▶ EXERCISE
Every line below that holds "PathBuf" must be copied.

┏━━

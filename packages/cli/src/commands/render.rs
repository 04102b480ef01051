use super::load_context;
use crate::config::Config;
use anyhow::{Context, Result};
use clap::Args;
use nhaml_compiler::View;
use nhaml_interpreter::Interpreter;
use serde_json::Value;
use std::path::PathBuf;
use std::sync::Arc;
use tracing::info;

#[derive(Debug, Args)]
pub struct RenderArgs {
    /// Template to render, relative to the working or views directory
    pub template: String,

    /// Layout template (overrides config)
    #[arg(short, long)]
    pub layout: Option<String>,

    /// JSON file holding the model (defaults to `{}`)
    #[arg(short, long)]
    pub model: Option<PathBuf>,

    /// Render without any layout
    #[arg(long)]
    pub no_layout: bool,
}

pub async fn render(args: RenderArgs, cwd: &str) -> Result<()> {
    let config = Config::load(cwd)?;
    let context = load_context(
        &config,
        cwd,
        &args.template,
        args.layout.as_deref(),
        args.no_layout,
    )?;

    let model: Value = match &args.model {
        Some(path) => {
            let content = std::fs::read_to_string(path)
                .with_context(|| format!("Cannot read model {}", path.display()))?;
            serde_json::from_str(&content)
                .with_context(|| format!("Invalid JSON in {}", path.display()))?
        }
        None => Value::Object(Default::default()),
    };

    let view = View::new(
        context,
        Arc::new(Interpreter::new()),
        config.compiler_options.clone(),
    );
    let html = view.render_to_string(&model).await?;
    info!(template = %args.template, bytes = html.len(), "rendered template");
    println!("{}", html);

    Ok(())
}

┗━━

▶ ANSWER AREA
use std::path::PathBuf;
    pub model: Option<PathBuf>,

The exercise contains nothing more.